Villages are more rare than rule in 2022, but the model and benefits of the village are welcome in many spaces. Filmmaking is a space where “working villages” grow and support intra-reliant creativity, while honoring difference. In the Embracing Arlington Arts March podcast interview (2022) hosted by Embracing Arts president Janet Kopenhaver, Professor Lucy Gebre-Egziabher discusses the importance of the film village while countering the very recent and trending notion that filmmaking is “a one-person experience.” Professor Lucy stresses the importance of the village, saying that “cinema is a communal art form, not an individual one,” and she recognizes the limitations created by seemingly unlimited access to personal technology. Gebre-Egziabher speaks about her primary goal with cinema: to counter the one-person experience where an individual ‘writes shoots, edits and even acts,’ in films, with an absence of others. She actively promoted the growth of the film village where each member plays a meaningful and intentional role. Committed to cinema’s visual storytelling and narrative forms, Professor Lucy speaks to filmmaking and children who are inherently different from each other. Mentioning her latest project, The Cinema Academy, a safe space for communities of young filmmakers, she describes how she plans to welcome the inaguaral class of Middle Schoolers to the year-long incubator in September 2022.

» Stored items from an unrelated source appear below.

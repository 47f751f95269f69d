use core::cmp::Ordering;
use primitive_types::U256;

use crate::constants::DECIMALS;

/// Unsigned 256-bit token quantity.
///
/// Kept as little-endian `u64` limbs, the same layout `U256` uses, so the
/// value can sit directly in contract storage. All arithmetic goes through
/// `U256` and is checked; nothing saturates or wraps.
#[derive(scale::Encode, scale::Decode, Clone, Copy, Debug, Default, PartialEq, Eq)]
#[cfg_attr(
    feature = "std",
    derive(scale_info::TypeInfo, ink::storage::traits::StorageLayout)
)]
pub struct Amount([u64; 4]);

impl Amount {
    pub const ZERO: Amount = Amount([0; 4]);
    pub const MAX: Amount = Amount([u64::MAX; 4]);

    pub const fn from_u128(value: u128) -> Self {
        Amount([value as u64, (value >> 64) as u64, 0, 0])
    }

    /// `whole` tokens expressed in base units (`whole * 10^DECIMALS`).
    pub fn tokens(whole: u128) -> Option<Self> {
        U256::from(whole)
            .checked_mul(U256::exp10(DECIMALS as usize))
            .map(Self::from)
    }

    pub fn checked_add(self, rhs: Amount) -> Option<Amount> {
        self.as_u256().checked_add(rhs.as_u256()).map(Self::from)
    }

    pub fn checked_sub(self, rhs: Amount) -> Option<Amount> {
        self.as_u256().checked_sub(rhs.as_u256()).map(Self::from)
    }

    pub fn as_u256(&self) -> U256 {
        U256(self.0)
    }
}

impl From<U256> for Amount {
    fn from(value: U256) -> Self {
        Amount(value.0)
    }
}

impl PartialOrd for Amount {
    fn partial_cmp(&self, other: &Self) -> Option<Ordering> {
        Some(self.cmp(other))
    }
}

impl Ord for Amount {
    fn cmp(&self, other: &Self) -> Ordering {
        self.as_u256().cmp(&other.as_u256())
    }
}
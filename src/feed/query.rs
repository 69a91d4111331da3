use std::fmt;

/// The parameters that define which feed is being browsed.
///
/// Two contexts are equal iff kind and payload match. Switching to a
/// different context starts a new feed rather than continuing the old one.
#[derive(Debug, Clone, PartialEq, Eq, Hash, Default)]
pub enum QueryContext {
    /// Full catalog listing.
    #[default]
    Catalog,
    /// Catalog restricted to one genre type.
    TypeFilter(String),
    /// Keyword search.
    SearchTerm(String),
}

impl QueryContext {
    /// Search context with the term normalized the way the search box submits it.
    pub fn search(term: &str) -> Self {
        Self::SearchTerm(term.trim().to_lowercase())
    }

    pub fn type_filter(genre: &str) -> Self {
        Self::TypeFilter(genre.trim().to_string())
    }

    /// Short label for panel titles.
    pub fn label(&self) -> String {
        match self {
            Self::Catalog => "Novels".to_string(),
            Self::TypeFilter(genre) => format!("Genre: {}", genre),
            Self::SearchTerm(term) => format!("Search: {}", term),
        }
    }

    pub fn genre(&self) -> Option<&str> {
        match self {
            Self::TypeFilter(genre) => Some(genre),
            _ => None,
        }
    }

    pub fn is_search(&self) -> bool {
        matches!(self, Self::SearchTerm(_))
    }

    /// Message shown when the feed ends without producing anything.
    pub fn empty_message(&self) -> &'static str {
        match self {
            Self::SearchTerm(_) => "No results found",
            Self::Catalog | Self::TypeFilter(_) => "No novels available",
        }
    }
}

impl fmt::Display for QueryContext {
    fn fmt(&self, f: &mut fmt::Formatter<'_>) -> fmt::Result {
        match self {
            Self::Catalog => write!(f, "catalog"),
            Self::TypeFilter(genre) => write!(f, "type={}", genre),
            Self::SearchTerm(term) => write!(f, "search={}", term),
        }
    }
}
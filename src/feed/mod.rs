//! Incremental, paginated feed of catalog records.
//!
//! A feed is the ordered list produced by fetching pages `1, 2, 3, …` of one
//! [`QueryContext`] until an empty page arrives:
//!
//! - [`record_set`] - ordered, id-deduplicated storage with append-only merge
//! - [`query`] - the browse mode (catalog, genre filter, search)
//! - [`controller`] - the Idle/Loading/Error/Exhausted state machine
//! - [`scroll`] - near-bottom detection that asks the controller for more
//! - [`fetcher`] - the page source contract and its error taxonomy
//!
//! # Example
//!
//! ```ignore
//! use novella::feed::{FeedController, QueryContext};
//!
//! let mut feed = FeedController::new();
//! if let Some(request) = feed.set_query_context(QueryContext::Catalog) {
//!     feed.fulfil(&client, request).await;
//! }
//! ```

pub mod controller;
pub mod fetcher;
pub mod query;
pub mod record_set;
pub mod scroll;

pub use controller::{Completion, FeedController, FeedState, FeedStatus, FeedView, FetchRequest};
pub use fetcher::{ErrorKind, FetchError, PageFetcher};
pub use query::QueryContext;
pub use record_set::{Record, RecordSet};
pub use scroll::{ScrollTrigger, ViewportMetrics, DEFAULT_THRESHOLD};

Reflecting on her life’s passion, Professor Lucy had the following to say about her work as a Professor of Film with Northern Virginia Community College:
"I believe that my role as an educator is not just to mold young minds academically, but to also help them find their creative voices and thus to shape their paths as they move beyond our college. In the process of educating them, I try to instill in them ethical practices, professionalism, punctuality, commitment, and treating others with respect. I expose them to the world beyond our borders, as they partner with students from different regions around the globe in creative projects. In my nine years as an educator, my role in the lives of the young people that have entered my classroom has been much more significant than just teaching them the discipline of Cinema. That is a privilege and a blessing."
As she prepares to welcome local seventh and eighth graders to The Cinema Academy, Professor Lucy envisions a community of young filmmakers making meaningful stories with wide-stretched imaginations and an abundant sense of belonging.